**Your goal**
Copy out all lines in the data below containing the string "accessible".

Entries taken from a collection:
-*-

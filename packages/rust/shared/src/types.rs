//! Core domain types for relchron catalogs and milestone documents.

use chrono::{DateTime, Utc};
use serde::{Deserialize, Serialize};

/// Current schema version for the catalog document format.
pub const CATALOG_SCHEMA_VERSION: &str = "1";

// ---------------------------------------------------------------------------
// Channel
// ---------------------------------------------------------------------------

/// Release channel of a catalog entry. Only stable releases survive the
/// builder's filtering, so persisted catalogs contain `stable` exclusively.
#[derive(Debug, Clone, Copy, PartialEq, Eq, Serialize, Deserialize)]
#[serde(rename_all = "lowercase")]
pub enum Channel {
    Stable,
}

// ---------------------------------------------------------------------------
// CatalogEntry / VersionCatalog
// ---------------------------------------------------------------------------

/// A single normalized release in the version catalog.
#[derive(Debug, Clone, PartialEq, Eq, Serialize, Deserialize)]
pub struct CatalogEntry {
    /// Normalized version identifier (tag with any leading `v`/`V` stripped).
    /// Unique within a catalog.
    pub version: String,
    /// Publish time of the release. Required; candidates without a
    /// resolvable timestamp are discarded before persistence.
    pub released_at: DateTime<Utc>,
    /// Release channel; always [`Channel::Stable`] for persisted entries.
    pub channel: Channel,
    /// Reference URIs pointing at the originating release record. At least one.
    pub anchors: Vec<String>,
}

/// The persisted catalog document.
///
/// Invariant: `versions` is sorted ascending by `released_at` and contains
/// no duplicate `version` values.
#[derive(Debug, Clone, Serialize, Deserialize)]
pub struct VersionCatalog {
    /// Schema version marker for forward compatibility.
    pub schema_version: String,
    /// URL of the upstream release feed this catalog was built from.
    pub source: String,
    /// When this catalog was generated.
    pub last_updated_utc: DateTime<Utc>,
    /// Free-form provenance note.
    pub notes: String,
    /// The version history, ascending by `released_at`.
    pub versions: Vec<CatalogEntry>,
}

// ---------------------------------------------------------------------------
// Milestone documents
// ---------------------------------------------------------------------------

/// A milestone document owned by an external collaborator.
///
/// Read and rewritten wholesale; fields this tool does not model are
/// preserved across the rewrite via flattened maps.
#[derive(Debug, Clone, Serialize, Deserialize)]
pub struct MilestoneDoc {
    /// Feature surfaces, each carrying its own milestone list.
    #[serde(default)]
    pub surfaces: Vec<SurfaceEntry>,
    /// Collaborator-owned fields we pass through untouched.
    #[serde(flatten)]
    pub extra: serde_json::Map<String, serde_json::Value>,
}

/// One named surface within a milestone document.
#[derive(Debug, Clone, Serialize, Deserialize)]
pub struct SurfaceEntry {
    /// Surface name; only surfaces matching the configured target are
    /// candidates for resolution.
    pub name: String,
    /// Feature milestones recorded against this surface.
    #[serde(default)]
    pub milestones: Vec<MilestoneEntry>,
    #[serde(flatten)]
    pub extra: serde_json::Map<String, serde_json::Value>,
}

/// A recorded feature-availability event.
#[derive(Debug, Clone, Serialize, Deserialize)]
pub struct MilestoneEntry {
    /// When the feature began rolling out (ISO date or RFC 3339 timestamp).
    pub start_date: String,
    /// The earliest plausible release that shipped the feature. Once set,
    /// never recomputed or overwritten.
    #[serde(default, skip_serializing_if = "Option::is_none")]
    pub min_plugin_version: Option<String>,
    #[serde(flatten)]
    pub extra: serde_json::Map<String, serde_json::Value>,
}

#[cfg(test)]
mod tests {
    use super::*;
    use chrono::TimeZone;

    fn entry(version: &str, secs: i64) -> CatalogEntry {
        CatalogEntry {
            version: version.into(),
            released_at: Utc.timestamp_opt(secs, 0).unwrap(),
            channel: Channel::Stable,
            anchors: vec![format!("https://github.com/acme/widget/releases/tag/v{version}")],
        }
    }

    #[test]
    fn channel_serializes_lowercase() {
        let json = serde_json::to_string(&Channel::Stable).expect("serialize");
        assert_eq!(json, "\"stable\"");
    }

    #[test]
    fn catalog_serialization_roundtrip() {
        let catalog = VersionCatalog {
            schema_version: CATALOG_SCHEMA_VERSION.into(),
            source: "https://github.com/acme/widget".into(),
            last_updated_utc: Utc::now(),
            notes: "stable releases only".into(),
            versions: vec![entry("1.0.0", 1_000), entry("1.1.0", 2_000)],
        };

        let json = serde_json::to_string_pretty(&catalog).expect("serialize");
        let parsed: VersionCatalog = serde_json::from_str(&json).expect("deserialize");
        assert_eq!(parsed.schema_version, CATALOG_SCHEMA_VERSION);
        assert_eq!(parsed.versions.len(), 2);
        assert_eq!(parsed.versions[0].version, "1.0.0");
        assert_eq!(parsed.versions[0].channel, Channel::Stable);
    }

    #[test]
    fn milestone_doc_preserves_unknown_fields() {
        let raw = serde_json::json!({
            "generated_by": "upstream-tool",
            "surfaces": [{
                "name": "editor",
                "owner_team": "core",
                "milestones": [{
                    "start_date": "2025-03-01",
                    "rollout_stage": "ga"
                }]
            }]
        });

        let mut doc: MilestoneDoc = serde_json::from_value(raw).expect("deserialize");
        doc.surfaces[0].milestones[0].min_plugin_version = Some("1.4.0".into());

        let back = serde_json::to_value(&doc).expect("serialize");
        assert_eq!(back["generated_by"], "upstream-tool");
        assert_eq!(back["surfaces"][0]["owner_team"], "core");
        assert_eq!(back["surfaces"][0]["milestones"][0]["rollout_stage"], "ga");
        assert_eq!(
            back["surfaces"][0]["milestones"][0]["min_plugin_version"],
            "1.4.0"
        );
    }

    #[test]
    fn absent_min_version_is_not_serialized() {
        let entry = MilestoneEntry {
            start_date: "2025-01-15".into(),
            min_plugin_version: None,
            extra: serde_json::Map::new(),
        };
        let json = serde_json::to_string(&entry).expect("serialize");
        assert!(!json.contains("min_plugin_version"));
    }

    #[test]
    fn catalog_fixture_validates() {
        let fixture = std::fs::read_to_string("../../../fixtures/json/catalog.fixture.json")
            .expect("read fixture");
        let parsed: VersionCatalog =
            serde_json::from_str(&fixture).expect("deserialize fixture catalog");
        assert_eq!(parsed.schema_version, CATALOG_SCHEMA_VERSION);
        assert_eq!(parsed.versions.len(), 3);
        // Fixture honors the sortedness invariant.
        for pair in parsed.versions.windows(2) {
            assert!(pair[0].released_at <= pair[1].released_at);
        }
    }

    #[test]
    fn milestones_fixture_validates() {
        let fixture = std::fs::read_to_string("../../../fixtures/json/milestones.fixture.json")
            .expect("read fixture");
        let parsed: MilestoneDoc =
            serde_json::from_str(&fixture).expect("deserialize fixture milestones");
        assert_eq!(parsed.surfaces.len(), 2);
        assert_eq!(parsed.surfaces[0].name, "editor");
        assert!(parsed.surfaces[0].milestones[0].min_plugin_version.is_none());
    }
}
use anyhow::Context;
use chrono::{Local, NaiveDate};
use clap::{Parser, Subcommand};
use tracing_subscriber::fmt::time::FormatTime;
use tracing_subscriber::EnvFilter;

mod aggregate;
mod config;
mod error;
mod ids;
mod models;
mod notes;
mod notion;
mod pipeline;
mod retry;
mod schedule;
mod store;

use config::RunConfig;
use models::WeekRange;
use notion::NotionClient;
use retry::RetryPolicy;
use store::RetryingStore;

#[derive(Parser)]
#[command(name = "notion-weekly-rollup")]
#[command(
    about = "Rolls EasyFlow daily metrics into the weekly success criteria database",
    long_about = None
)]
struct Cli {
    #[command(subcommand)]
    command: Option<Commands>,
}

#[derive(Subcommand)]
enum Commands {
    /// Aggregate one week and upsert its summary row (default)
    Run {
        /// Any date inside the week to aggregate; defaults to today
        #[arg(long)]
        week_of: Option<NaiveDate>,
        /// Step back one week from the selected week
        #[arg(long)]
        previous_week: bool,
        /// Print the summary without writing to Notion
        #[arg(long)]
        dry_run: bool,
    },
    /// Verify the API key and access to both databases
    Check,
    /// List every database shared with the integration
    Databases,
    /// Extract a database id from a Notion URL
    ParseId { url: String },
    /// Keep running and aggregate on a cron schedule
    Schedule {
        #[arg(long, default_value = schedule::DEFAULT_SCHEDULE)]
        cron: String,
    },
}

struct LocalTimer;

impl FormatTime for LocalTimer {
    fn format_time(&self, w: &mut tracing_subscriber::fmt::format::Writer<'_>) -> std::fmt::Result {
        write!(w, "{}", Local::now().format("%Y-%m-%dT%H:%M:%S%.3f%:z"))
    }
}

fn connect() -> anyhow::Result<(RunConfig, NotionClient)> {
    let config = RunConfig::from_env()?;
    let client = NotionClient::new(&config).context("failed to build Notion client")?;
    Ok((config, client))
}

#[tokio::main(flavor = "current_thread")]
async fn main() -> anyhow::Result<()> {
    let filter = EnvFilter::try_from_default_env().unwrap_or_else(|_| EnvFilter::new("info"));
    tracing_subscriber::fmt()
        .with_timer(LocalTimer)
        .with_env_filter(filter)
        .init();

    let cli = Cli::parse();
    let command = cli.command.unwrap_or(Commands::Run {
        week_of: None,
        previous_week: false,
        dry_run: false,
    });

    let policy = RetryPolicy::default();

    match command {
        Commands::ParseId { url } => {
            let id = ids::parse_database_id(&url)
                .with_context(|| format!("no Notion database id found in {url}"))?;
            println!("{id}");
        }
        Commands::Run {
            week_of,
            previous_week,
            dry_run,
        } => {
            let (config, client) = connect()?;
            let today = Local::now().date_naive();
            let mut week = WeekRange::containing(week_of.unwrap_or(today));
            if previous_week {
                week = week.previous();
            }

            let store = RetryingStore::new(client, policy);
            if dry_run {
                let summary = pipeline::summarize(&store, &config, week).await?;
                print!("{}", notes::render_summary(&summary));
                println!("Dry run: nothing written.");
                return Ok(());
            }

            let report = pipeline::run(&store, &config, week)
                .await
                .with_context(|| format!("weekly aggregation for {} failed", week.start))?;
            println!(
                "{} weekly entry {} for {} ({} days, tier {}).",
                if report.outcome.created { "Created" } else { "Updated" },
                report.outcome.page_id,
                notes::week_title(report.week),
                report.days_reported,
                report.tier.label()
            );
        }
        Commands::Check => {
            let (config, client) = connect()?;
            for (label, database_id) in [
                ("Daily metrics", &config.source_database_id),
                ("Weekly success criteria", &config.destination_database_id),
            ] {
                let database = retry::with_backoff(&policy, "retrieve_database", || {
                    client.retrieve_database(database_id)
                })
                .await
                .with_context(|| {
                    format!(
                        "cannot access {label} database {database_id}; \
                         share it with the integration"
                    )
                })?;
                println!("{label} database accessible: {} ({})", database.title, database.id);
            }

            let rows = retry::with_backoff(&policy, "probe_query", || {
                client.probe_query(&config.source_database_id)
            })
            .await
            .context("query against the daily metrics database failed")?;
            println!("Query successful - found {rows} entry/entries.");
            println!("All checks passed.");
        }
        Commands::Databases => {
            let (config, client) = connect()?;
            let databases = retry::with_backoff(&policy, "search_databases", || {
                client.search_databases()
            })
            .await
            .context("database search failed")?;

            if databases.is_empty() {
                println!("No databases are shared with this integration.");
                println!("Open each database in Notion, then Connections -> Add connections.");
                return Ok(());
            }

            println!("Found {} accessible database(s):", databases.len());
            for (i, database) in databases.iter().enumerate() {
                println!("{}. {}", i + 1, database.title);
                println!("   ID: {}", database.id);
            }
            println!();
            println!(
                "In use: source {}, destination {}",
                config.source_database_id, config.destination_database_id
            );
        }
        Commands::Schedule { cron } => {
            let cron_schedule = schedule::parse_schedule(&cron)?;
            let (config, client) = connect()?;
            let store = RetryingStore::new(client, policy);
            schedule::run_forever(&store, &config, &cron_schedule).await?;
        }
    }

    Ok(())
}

-*-

**Task result**
                println!("{label} database accessible: {} ({})", database.title, database.id);
            println!("Found {} accessible database(s):", databases.len());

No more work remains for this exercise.